[INPUT RECORDS]:
//! # Catalog Entities
//!
//! Plain records for the four catalog resources and the [`Entity`] trait that
//! ties each record type to its [`Schema`].

use crate::error::{Error, Result};
use crate::schema::{Field, Fields, Schema};
use serde::de::DeserializeOwned;
use serde::{Deserialize, Serialize};
use serde_json::Value;
use std::collections::BTreeSet;

/// A persisted catalog record
///
/// Records are built from cleaned [`Fields`] through serde, so the struct
/// field names must match the schema field names.
pub trait Entity: Serialize + DeserializeOwned + Clone + Send + Sync + 'static {
    /// Field rules for this record type
    fn schema() -> &'static Schema;

    /// Store-assigned identifier
    fn id(&self) -> i64;

    /// Build a record from an id and a complete set of cleaned fields
    ///
    /// # Errors
    ///
    /// Returns `Error::Json` if the fields do not deserialize into the record.
    fn from_fields(id: i64, mut fields: Fields) -> Result<Self> {
        fields.insert("id".to_string(), Value::from(id));
        Ok(serde_json::from_value(Value::Object(fields))?)
    }

    /// The record's fields, without `id`
    ///
    /// # Errors
    ///
    /// Returns `Error::Json` if the record does not serialize to an object.
    fn to_fields(&self) -> Result<Fields> {
        let Value::Object(mut fields) = serde_json::to_value(self)? else {
            return Err(Error::Json(<serde_json::Error as serde::ser::Error>::custom(
                "record did not serialize to an object",
            )));
        };
        fields.remove("id");
        Ok(fields)
    }

    /// Copy of this record with `changes` applied over its current fields
    ///
    /// # Errors
    ///
    /// Returns `Error::Json` if the merged fields do not form a valid record.
    fn merged(&self, changes: Fields) -> Result<Self> {
        let mut fields = self.to_fields()?;
        fields.extend(changes);
        Self::from_fields(self.id(), fields)
    }
}

/// Movie genre
#[derive(Debug, Clone, PartialEq, Eq, Serialize, Deserialize)]
pub struct Genre {
    /// Identifier
    pub id: i64,
    /// Display name
    pub name: String,
}

/// Screen actor
#[derive(Debug, Clone, PartialEq, Eq, Serialize, Deserialize)]
pub struct Actor {
    /// Identifier
    pub id: i64,
    /// Given name
    pub first_name: String,
    /// Family name
    pub last_name: String,
}

/// Auditorium with a rectangular seat layout
#[derive(Debug, Clone, PartialEq, Eq, Serialize, Deserialize)]
pub struct CinemaHall {
    /// Identifier
    pub id: i64,
    /// Hall name
    pub name: String,
    /// Number of seat rows
    pub rows: i64,
    /// Seats in each row
    pub seats_in_row: i64,
}

/// Film with actor and genre references
#[derive(Debug, Clone, PartialEq, Eq, Serialize, Deserialize)]
pub struct Movie {
    /// Identifier
    pub id: i64,
    /// Title
    pub title: String,
    /// Synopsis
    #[serde(default)]
    pub description: Option<String>,
    /// Running time in minutes
    pub duration: i64,
    /// Ids of [`Actor`] records
    pub actors: BTreeSet<i64>,
    /// Ids of [`Genre`] records
    pub genres: BTreeSet<i64>,
}

/// Genre field rules
pub static GENRE_SCHEMA: Schema = Schema {
    resource: "genres",
    table: "genres",
    fields: &[Field::text("name", 255)],
};

/// Actor field rules
pub static ACTOR_SCHEMA: Schema = Schema {
    resource: "actors",
    table: "actors",
    fields: &[Field::text("first_name", 255), Field::text("last_name", 255)],
};

/// Cinema hall field rules
pub static CINEMA_HALL_SCHEMA: Schema = Schema {
    resource: "cinema_halls",
    table: "cinema_halls",
    fields: &[
        Field::text("name", 255),
        Field::positive_int("rows"),
        Field::positive_int("seats_in_row"),
    ],
};

/// Movie field rules
pub static MOVIE_SCHEMA: Schema = Schema {
    resource: "movies",
    table: "movies",
    fields: &[
        Field::text("title", 255),
        Field::optional_text("description"),
        Field::positive_int("duration"),
        Field::references("actors", "actors"),
        Field::references("genres", "genres"),
    ],
};

/// Every catalog schema, in dependency order
pub static ALL_SCHEMAS: [&Schema; 4] = [
    &GENRE_SCHEMA,
    &ACTOR_SCHEMA,
    &CINEMA_HALL_SCHEMA,
    &MOVIE_SCHEMA,
];

impl Entity for Genre {
    fn schema() -> &'static Schema {
        &GENRE_SCHEMA
    }

    fn id(&self) -> i64 {
        self.id
    }
}

impl Entity for Actor {
    fn schema() -> &'static Schema {
        &ACTOR_SCHEMA
    }

    fn id(&self) -> i64 {
        self.id
    }
}

impl Entity for CinemaHall {
    fn schema() -> &'static Schema {
        &CINEMA_HALL_SCHEMA
    }

    fn id(&self) -> i64 {
        self.id
    }
}

impl Entity for Movie {
    fn schema() -> &'static Schema {
        &MOVIE_SCHEMA
    }

    fn id(&self) -> i64 {
        self.id
    }
}
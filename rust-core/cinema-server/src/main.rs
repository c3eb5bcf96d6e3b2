//! # Cinema Server
//!
//! Binary entry point: reads configuration from the environment, opens the
//! configured record storage, mounts the catalog routes and serves them
//! until Ctrl+C.

use anyhow::Context;
use cinema_core::{
    mount_catalog, CatalogStores, Config, CorsMiddleware, DatabasePool, LoggingMiddleware, Server,
    Storage,
};
use tracing::info;
use tracing_subscriber::EnvFilter;

/// Initialize JSON tracing, `RUST_LOG` overriding the default directive
fn init_tracing() {
    let filter =
        EnvFilter::try_from_default_env().unwrap_or_else(|_| EnvFilter::new("cinema=info"));
    let _ = tracing_subscriber::fmt()
        .with_env_filter(filter)
        .json()
        .try_init();
}

#[tokio::main]
async fn main() -> anyhow::Result<()> {
    init_tracing();

    let config = Config::from_env().context("invalid configuration")?;

    let mut server = Server::new(config.server_config());
    server.add_middleware(LoggingMiddleware::new());
    if let Some(origin) = &config.cors_origin {
        server.add_middleware(CorsMiddleware::new().allow_origin(origin.as_str()));
    }

    let pool = match &config.storage {
        Storage::Memory => {
            info!(storage = "memory", "Using in-process storage");
            mount_catalog(&mut server, CatalogStores::memory())?;
            None
        }
        Storage::Sql(url) => {
            let pool = DatabasePool::connect(url, Some(config.max_connections))
                .await
                .context("failed to connect to DATABASE_URL")?;
            info!(storage = ?pool.backend(), "Connected to database");
            let stores = CatalogStores::sql(pool.clone())
                .await
                .context("failed to create catalog tables")?;
            mount_catalog(&mut server, stores)?;
            Some(pool)
        }
    };

    server.serve().await?;

    if let Some(pool) = pool {
        pool.close().await;
    }
    info!("Server stopped");
    Ok(())
}
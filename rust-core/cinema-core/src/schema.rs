//! # Entity Schemas
//!
//! Declarative field rules for catalog records. A [`Schema`] checks the shape of
//! a request body and produces cleaned field values; it never touches a store.
//! Reference existence is checked afterwards by the resource layer.

use crate::validation::{FieldError, ValidationErrors, ValidationResult, NON_FIELD_ERRORS};
use serde_json::{Map, Value};
use std::collections::BTreeSet;

/// Cleaned, field-name keyed values ready to be stored
pub type Fields = Map<String, Value>;

/// Largest value accepted by positive integer fields
pub const MAX_POSITIVE_INT: i64 = 2_147_483_647;

/// Kind of value a field holds
#[derive(Debug, Clone, Copy, PartialEq, Eq)]
pub enum FieldKind {
    /// Non-blank string, whitespace trimmed
    Text {
        /// Maximum length in characters, `None` for unbounded
        max_length: Option<usize>,
    },
    /// Integer within `1..=MAX_POSITIVE_INT`
    PositiveInt,
    /// Set of ids of records in another table
    References {
        /// Table holding the referenced records
        table: &'static str,
    },
}

/// A single field of an entity schema
#[derive(Debug, Clone, Copy, PartialEq, Eq)]
pub struct Field {
    /// Field name as it appears in request/response bodies
    pub name: &'static str,
    /// Value kind
    pub kind: FieldKind,
    /// Must be present on create and full replace
    pub required: bool,
    /// Accepts JSON `null`
    pub nullable: bool,
}

impl Field {
    /// Required text field with a length cap
    #[must_use]
    pub const fn text(name: &'static str, max_length: usize) -> Self {
        Self {
            name,
            kind: FieldKind::Text {
                max_length: Some(max_length),
            },
            required: true,
            nullable: false,
        }
    }

    /// Optional, nullable text field of unbounded length
    #[must_use]
    pub const fn optional_text(name: &'static str) -> Self {
        Self {
            name,
            kind: FieldKind::Text { max_length: None },
            required: false,
            nullable: true,
        }
    }

    /// Required positive integer field
    #[must_use]
    pub const fn positive_int(name: &'static str) -> Self {
        Self {
            name,
            kind: FieldKind::PositiveInt,
            required: true,
            nullable: false,
        }
    }

    /// Required set of references into `table`
    #[must_use]
    pub const fn references(name: &'static str, table: &'static str) -> Self {
        Self {
            name,
            kind: FieldKind::References { table },
            required: true,
            nullable: false,
        }
    }

    /// Whether this field is stored in a join table rather than a column
    #[must_use]
    pub const fn is_reference(&self) -> bool {
        matches!(self.kind, FieldKind::References { .. })
    }

    /// Check one supplied value against this field's rules and normalize it
    ///
    /// # Errors
    ///
    /// Returns the first violation found for the value.
    pub fn clean(&self, value: &Value) -> Result<Value, FieldError> {
        if value.is_null() {
            return if self.nullable {
                Ok(Value::Null)
            } else {
                Err(FieldError::null(self.name))
            };
        }

        match self.kind {
            FieldKind::Text { max_length } => {
                let Some(raw) = value.as_str() else {
                    return Err(FieldError::invalid_type(self.name, "a string"));
                };
                let trimmed = raw.trim();
                if trimmed.is_empty() {
                    return Err(FieldError::blank(self.name));
                }
                if let Some(max) = max_length {
                    if trimmed.chars().count() > max {
                        return Err(FieldError::too_long(self.name, max));
                    }
                }
                Ok(Value::String(trimmed.to_string()))
            }
            FieldKind::PositiveInt => {
                let Some(number) = value.as_i64() else {
                    return Err(FieldError::invalid_type(self.name, "an integer"));
                };
                if number < 1 {
                    return Err(FieldError::too_small(self.name, 1));
                }
                if number > MAX_POSITIVE_INT {
                    return Err(FieldError::too_large(self.name, MAX_POSITIVE_INT));
                }
                Ok(Value::from(number))
            }
            FieldKind::References { .. } => {
                let Some(items) = value.as_array() else {
                    return Err(FieldError::invalid_type(self.name, "a list of ids"));
                };
                let mut ids = BTreeSet::new();
                for item in items {
                    match item.as_i64() {
                        Some(id) => {
                            ids.insert(id);
                        }
                        None => {
                            return Err(FieldError::invalid_type(self.name, "a list of integer ids"));
                        }
                    }
                }
                Ok(Value::from(ids.into_iter().collect::<Vec<_>>()))
            }
        }
    }
}

/// How much of a body must be present
#[derive(Debug, Clone, Copy, PartialEq, Eq)]
pub enum Mode {
    /// Create or full replace: every required field must be supplied
    Full,
    /// Merge: only supplied fields are validated
    Partial,
}

/// Field rules for one entity type
#[derive(Debug)]
pub struct Schema {
    /// Resource name, also the URL segment (e.g. "cinema_halls")
    pub resource: &'static str,
    /// Table the records live in
    pub table: &'static str,
    /// Field rules, in response order (after `id`)
    pub fields: &'static [Field],
}

impl Schema {
    /// Look up a field rule by name
    #[must_use]
    pub fn field(&self, name: &str) -> Option<&Field> {
        self.fields.iter().find(|f| f.name == name)
    }

    /// Fields stored as plain columns
    pub fn columns(&self) -> impl Iterator<Item = &Field> {
        self.fields.iter().filter(|f| !f.is_reference())
    }

    /// Fields stored in join tables
    pub fn references(&self) -> impl Iterator<Item = &Field> {
        self.fields.iter().filter(|f| f.is_reference())
    }

    /// Validate a request body and return the cleaned values of supplied fields
    ///
    /// Unknown keys (including `id`) are ignored. In [`Mode::Full`], missing
    /// required fields are errors; missing optional fields are simply absent
    /// from the result.
    ///
    /// # Errors
    ///
    /// Returns every field violation found in the body.
    pub fn validate(&self, body: &Value, mode: Mode) -> ValidationResult<Fields> {
        let mut errors = ValidationErrors::new();

        let Some(object) = body.as_object() else {
            errors.add(FieldError::invalid_type(NON_FIELD_ERRORS, "an object"));
            return Err(errors);
        };

        let mut cleaned = Fields::new();
        for field in self.fields {
            match object.get(field.name) {
                Some(value) => match field.clean(value) {
                    Ok(value) => {
                        cleaned.insert(field.name.to_string(), value);
                    }
                    Err(error) => errors.add(error),
                },
                None if field.required && mode == Mode::Full => errors.add_required(field.name),
                None => {}
            }
        }

        errors.into_result(cleaned)
    }
}

#[cfg(test)]
mod tests {
    use super::*;
    use crate::validation::ValidationCode;
    use serde_json::json;

    static HALL: Schema = Schema {
        resource: "cinema_halls",
        table: "cinema_halls",
        fields: &[Field::text("name", 10), Field::positive_int("rows")],
    };

    static FILM: Schema = Schema {
        resource: "movies",
        table: "movies",
        fields: &[
            Field::text("title", 255),
            Field::optional_text("description"),
            Field::references("actors", "actors"),
        ],
    };

    fn codes(errors: &ValidationErrors, field: &str) -> Vec<ValidationCode> {
        errors
            .errors
            .iter()
            .filter(|e| e.field == field)
            .map(|e| e.code)
            .collect()
    }

    #[test]
    fn test_full_mode_requires_fields() {
        let errors = HALL.validate(&json!({}), Mode::Full).unwrap_err();
        assert_eq!(codes(&errors, "name"), vec![ValidationCode::Required]);
        assert_eq!(codes(&errors, "rows"), vec![ValidationCode::Required]);
    }

    #[test]
    fn test_partial_mode_only_checks_supplied() {
        let cleaned = HALL.validate(&json!({"rows": 12}), Mode::Partial).unwrap();
        assert_eq!(cleaned.get("rows"), Some(&json!(12)));
        assert!(!cleaned.contains_key("name"));
    }

    #[test]
    fn test_text_is_trimmed_and_bounded() {
        let cleaned = HALL
            .validate(&json!({"name": "  Blue  ", "rows": 3}), Mode::Full)
            .unwrap();
        assert_eq!(cleaned.get("name"), Some(&json!("Blue")));

        let errors = HALL
            .validate(&json!({"name": "x".repeat(11), "rows": 3}), Mode::Full)
            .unwrap_err();
        assert_eq!(codes(&errors, "name"), vec![ValidationCode::TooLong]);

        let errors = HALL
            .validate(&json!({"name": "   ", "rows": 3}), Mode::Full)
            .unwrap_err();
        assert_eq!(codes(&errors, "name"), vec![ValidationCode::Blank]);
    }

    #[test]
    fn test_wrong_types_and_null() {
        let errors = HALL
            .validate(&json!({"name": 5, "rows": "ten"}), Mode::Full)
            .unwrap_err();
        assert_eq!(codes(&errors, "name"), vec![ValidationCode::InvalidType]);
        assert_eq!(codes(&errors, "rows"), vec![ValidationCode::InvalidType]);

        let errors = HALL
            .validate(&json!({"name": null, "rows": 2.5}), Mode::Full)
            .unwrap_err();
        assert_eq!(codes(&errors, "name"), vec![ValidationCode::Null]);
        assert_eq!(codes(&errors, "rows"), vec![ValidationCode::InvalidType]);
    }

    #[test]
    fn test_positive_int_bounds() {
        let errors = HALL
            .validate(&json!({"name": "A", "rows": 0}), Mode::Full)
            .unwrap_err();
        assert_eq!(codes(&errors, "rows"), vec![ValidationCode::TooSmall]);

        let errors = HALL
            .validate(&json!({"name": "A", "rows": MAX_POSITIVE_INT + 1}), Mode::Full)
            .unwrap_err();
        assert_eq!(codes(&errors, "rows"), vec![ValidationCode::TooLarge]);
    }

    #[test]
    fn test_optional_field_accepts_null_and_absence() {
        let cleaned = FILM
            .validate(&json!({"title": "X", "actors": []}), Mode::Full)
            .unwrap();
        assert!(!cleaned.contains_key("description"));

        let cleaned = FILM
            .validate(
                &json!({"title": "X", "description": null, "actors": []}),
                Mode::Full,
            )
            .unwrap();
        assert_eq!(cleaned.get("description"), Some(&Value::Null));
    }

    #[test]
    fn test_references_are_deduplicated_and_sorted() {
        let cleaned = FILM
            .validate(&json!({"title": "X", "actors": [3, 1, 3]}), Mode::Full)
            .unwrap();
        assert_eq!(cleaned.get("actors"), Some(&json!([1, 3])));
    }

    #[test]
    fn test_references_reject_embedded_objects() {
        let errors = FILM
            .validate(
                &json!({"title": "X", "actors": [{"id": 1, "first_name": "A"}]}),
                Mode::Full,
            )
            .unwrap_err();
        assert_eq!(codes(&errors, "actors"), vec![ValidationCode::InvalidType]);

        let errors = FILM
            .validate(&json!({"title": "X", "actors": 1}), Mode::Full)
            .unwrap_err();
        assert_eq!(codes(&errors, "actors"), vec![ValidationCode::InvalidType]);
    }

    #[test]
    fn test_non_object_body() {
        let errors = HALL.validate(&json!([1, 2]), Mode::Full).unwrap_err();
        assert_eq!(codes(&errors, NON_FIELD_ERRORS), vec![ValidationCode::InvalidType]);
    }

    #[test]
    fn test_unknown_keys_and_id_ignored() {
        let cleaned = HALL
            .validate(&json!({"id": 99, "name": "A", "rows": 1, "color": "red"}), Mode::Full)
            .unwrap();
        assert_eq!(cleaned.len(), 2);
    }

    #[test]
    fn test_column_and_reference_split() {
        let columns: Vec<_> = FILM.columns().map(|f| f.name).collect();
        let references: Vec<_> = FILM.references().map(|f| f.name).collect();
        assert_eq!(columns, vec!["title", "description"]);
        assert_eq!(references, vec!["actors"]);
        assert!(FILM.field("actors").is_some_and(Field::is_reference));
    }
}
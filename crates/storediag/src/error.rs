//! 诊断错误类型
//!
//! 只有配置修补失败会中止整个诊断流程，其余错误都被
//! 记录为报告数据。

use thiserror::Error;

/// Result type alias for diagnostics operations
pub type DiagResult<T> = Result<T, DiagError>;

/// 配置错误
///
/// 表示配置本身不可用：URI 无法解析、端点片段畸形等。
#[derive(Debug, Error)]
pub enum ConfigError {
    #[error("Invalid store URI \"{uri}\": {reason}")]
    InvalidUri { uri: String, reason: String },
    #[error("Malformed endpoint \"{endpoint}\": {reason}")]
    MalformedEndpoint { endpoint: String, reason: String },
    #[error("Invalid configuration key \"{key}\": {reason}")]
    InvalidKey { key: String, reason: String },
}

impl ConfigError {
    pub fn malformed_endpoint(endpoint: impl Into<String>, reason: impl Into<String>) -> Self {
        Self::MalformedEndpoint {
            endpoint: endpoint.into(),
            reason: reason.into(),
        }
    }

    pub fn invalid_key(key: impl Into<String>, reason: impl Into<String>) -> Self {
        Self::InvalidKey {
            key: key.into(),
            reason: reason.into(),
        }
    }
}

/// 诊断引擎的致命错误
///
/// 端点探测失败、冒烟测试阶段失败都不在这里：它们作为
/// 数据进入 [`crate::report::DiagnosticsReport`]。
#[derive(Debug, Error)]
pub enum DiagError {
    #[error("Configuration patching failed: {0}")]
    Configuration(#[from] ConfigError),
}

[WORK ORDER]:
Could you output, exactly and with nothing else, the lines from the start of the records through the line containing "use serde_json::Value;"?

[OUTPUT]:
//! # Catalog Entities
//!
//! Plain records for the four catalog resources and the [`Entity`] trait that
//! ties each record type to its [`Schema`].

use crate::error::{Error, Result};
use crate::schema::{Field, Fields, Schema};
use serde::de::DeserializeOwned;
use serde::{Deserialize, Serialize};
use serde_json::Value;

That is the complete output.